Beta-caryophyllene (BCP) was first discovered by Professor Raphael Mechoulam, the famed researcher from Tel Aviv, Israel. German scientists later, in 2008, saw that this terpene actually acted like a cannabinoid to an extent that studies were done to determine if it actually was. In June 2008, the Institute of Pharmaceutical Sciences in Zurich conducted a study named, "Beta-caryophyllene is a dietary cannabinoid", in which they explored the way that BCP caused the CB2 receptors to react.

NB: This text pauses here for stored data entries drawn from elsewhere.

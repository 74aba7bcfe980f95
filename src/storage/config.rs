use std::path::{Path, PathBuf};

use anyhow::Context;
use biliget_core::fs_paths::{AppPaths, DesktopPaths};
use biliget_core::models::settings::AppSettings;

const LOCAL_FILE: &str = "biliget.json";
const STORE_FILE: &str = "settings.json";

pub fn default_store_path() -> PathBuf {
    DesktopPaths.config_dir().join(STORE_FILE)
}

/// `explicit`, then `$BILIGET_CONFIG`, then `./biliget.json`, then the per-user store.
pub fn resolve_config_path(explicit: Option<&Path>) -> Option<PathBuf> {
    if let Some(path) = explicit {
        return Some(path.to_path_buf());
    }
    if let Ok(path) = std::env::var("BILIGET_CONFIG") {
        if !path.is_empty() {
            return Some(PathBuf::from(path));
        }
    }
    let local = PathBuf::from(LOCAL_FILE);
    if local.exists() {
        return Some(local);
    }
    let store = default_store_path();
    if store.exists() {
        return Some(store);
    }
    None
}

pub fn load_settings(explicit: Option<&Path>) -> anyhow::Result<AppSettings> {
    let Some(path) = resolve_config_path(explicit) else {
        tracing::warn!("No settings file found, using defaults (requests carry no session cookie)");
        return Ok(AppSettings::default());
    };
    read_settings(&path)
}

pub fn read_settings(path: &Path) -> anyhow::Result<AppSettings> {
    let raw = std::fs::read_to_string(path)
        .with_context(|| format!("failed to read settings from {}", path.display()))?;
    let settings: AppSettings = serde_json::from_str(&raw)
        .with_context(|| format!("invalid settings in {}", path.display()))?;
    tracing::debug!("Loaded settings from {}", path.display());
    Ok(settings)
}

pub fn save_settings(path: &Path, settings: &AppSettings) -> anyhow::Result<()> {
    if let Some(parent) = path.parent() {
        if !parent.as_os_str().is_empty() {
            std::fs::create_dir_all(parent)?;
        }
    }
    let val = serde_json::to_string_pretty(settings)?;
    std::fs::write(path, val).with_context(|| format!("failed to write {}", path.display()))?;
    Ok(())
}

#[cfg(test)]
mod tests {
    use super::*;

    #[test]
    fn explicit_path_wins() {
        let path = Path::new("/tmp/some/where.json");
        assert_eq!(resolve_config_path(Some(path)), Some(path.to_path_buf()));
    }

    #[test]
    fn save_then_read() {
        let tmp = tempfile::tempdir().unwrap();
        let path = tmp.path().join("conf").join("settings.json");
        let mut settings = AppSettings::default();
        settings.auth.cookie = "SESSDATA=xyz".into();
        settings.encoder.program = "/opt/ffmpeg/bin/ffmpeg".into();

        save_settings(&path, &settings).unwrap();
        let loaded = read_settings(&path).unwrap();

        assert_eq!(loaded.auth.cookie, "SESSDATA=xyz");
        assert_eq!(loaded.encoder.program, "/opt/ffmpeg/bin/ffmpeg");
    }

    #[test]
    fn read_missing_file_fails_with_path() {
        let err = read_settings(Path::new("/nonexistent/biliget.json")).unwrap_err();
        assert!(format!("{:#}", err).contains("/nonexistent/biliget.json"));
    }

    #[test]
    fn read_invalid_json_fails() {
        let tmp = tempfile::tempdir().unwrap();
        let path = tmp.path().join("bad.json");
        std::fs::write(&path, "{ cookie: nope").unwrap();
        assert!(read_settings(&path).is_err());
    }
}
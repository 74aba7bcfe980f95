use biliget_core::core::events::{EventEmitter, PartEvent, PartStatus};
use biliget_core::models::media::Part;

use crate::core::orchestrator::{PartResult, RunReport};

/// Emits pipeline progress as tracing events.
#[derive(Clone, Default)]
pub struct LogEmitter;

impl EventEmitter for LogEmitter {
    fn emit_parts(&self, video_id: &str, parts: &[Part]) {
        for part in parts {
            tracing::info!(
                "[pipeline] {} P{} cid={} \"{}\"",
                video_id,
                part.index,
                part.media_id,
                part.display_name
            );
        }
    }

    fn emit_part(&self, event: &PartEvent) {
        match &event.status {
            PartStatus::Queued => {
                tracing::debug!("[pipeline] P{} {} queued", event.index, event.name)
            }
            PartStatus::Active { stage } => {
                tracing::info!("[pipeline] P{} {} {:?}", event.index, event.name, stage)
            }
            PartStatus::Complete { output } => {
                tracing::info!("[pipeline] P{} {} done -> {}", event.index, event.name, output)
            }
            PartStatus::Failed { message } => {
                tracing::error!("[pipeline] P{} {} failed: {}", event.index, event.name, message)
            }
            PartStatus::Skipped => {
                tracing::warn!("[pipeline] P{} {} skipped", event.index, event.name)
            }
        }
    }
}

pub fn summarize(report: &RunReport) -> String {
    let mut lines = vec![format!(
        "{}: {}/{} part(s) completed",
        report.video_id,
        report.completed(),
        report.outcomes.len()
    )];
    for outcome in &report.outcomes {
        let status = match &outcome.result {
            PartResult::Completed => format!("ok   {}", outcome.paths.output.display()),
            PartResult::Failed(e) => match e.diagnostics() {
                Some(d) if !d.is_empty() => format!("FAIL {} ({})", e, d.lines().last().unwrap_or(d)),
                _ => format!("FAIL {}", e),
            },
            PartResult::Skipped => "skip".to_string(),
        };
        lines.push(format!("  P{} {}: {}", outcome.part.index, outcome.part.display_name, status));
    }
    lines.join("\n")
}

#[cfg(test)]
mod tests {
    use super::*;
    use crate::core::orchestrator::PartOutcome;
    use crate::error::PipelineError;
    use biliget_core::fs_paths::part_paths;
    use std::path::Path;

    fn outcome(index: u32, name: &str, result: PartResult) -> PartOutcome {
        PartOutcome {
            part: Part {
                index,
                media_id: index.to_string(),
                display_name: name.into(),
                duration_seconds: None,
            },
            paths: part_paths(Path::new("download"), "BV1", name, "m4s", "mp3"),
            result,
        }
    }

    #[test]
    fn summary_lists_every_part() {
        let report = RunReport {
            video_id: "BV1".into(),
            outcomes: vec![
                outcome(1, "Intro", PartResult::Completed),
                outcome(
                    2,
                    "Main",
                    PartResult::Failed(PipelineError::Transcode {
                        message: "ffmpeg exited with exit status: 1".into(),
                        diagnostics: "some header\ninvalid data".into(),
                    }),
                ),
                outcome(3, "Outro", PartResult::Skipped),
            ],
        };

        let text = summarize(&report);

        assert!(text.starts_with("BV1: 1/3 part(s) completed"));
        assert!(text.contains("P1 Intro: ok"));
        assert!(text.contains("(invalid data)"));
        assert!(text.contains("P3 Outro: skip"));
    }
}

Fascinated by how their study unfolded researchers went well beyond BCP in their findings and stated, "The same observation was made for a number of other essential oils, thus suggesting that Cannabis essential oil may contain CB2 receptor active compounds other than classical cannabinoids and that these ligands may also commonly occur in other plant species." But what does this mean many would ask? Very simply put, 11 years ago scientists stated that BCP was not the only terpene to act like a cannabinoid and that multiple others also cause CB2 activity. Theoretically, it makes sense and in research this was proven quite some time ago during the height of the 'essential oils' boom. While BCP seems to be such a unique terpene with its dual classification - quickly we see that it's not alone.
When terpenes act like Cannabinoids how would that help us many might ask? And when they’re paired together, what does that do and how fast does it help us? "They work in our body to restore health very quickly, it's the answer many in the industry and even some patients I think should already know about terpenes - they're needed just as much as cannabinoids", stated Joshua Stephens from Vita health Apothecary, who went on to say…"people talk about the entourage effect and that's what it is, when terpenes and cannabinoids work together. I'm not sure about this terpene being an actual cannabinoid, but I know that when terpenes are with CBD it makes the entourage effect occur." While some may agree with him, others may want to define this a bit better. The Entourage Effect is the results produced from the synergistic interaction of the cannabinoids, flavonoids, terpenes, and fatty acids that are all naturally found in cannabis cultivars - meaning when the whole plant is used instead of only a single cannabinoid the efficacy of the intake of it is much greater - and when multiple cannabinoids are used in combination with multiple terpenes the efficacy of cannabinoid medicine treatments increases even more. We can slice and dice the cannabis pie in as many pieces as possible and call them 'isolated compounds' but, so far, nothing has worked for patients like experiencing the entourage effect through the use of multiple cannabinoids and terpenes at the same time.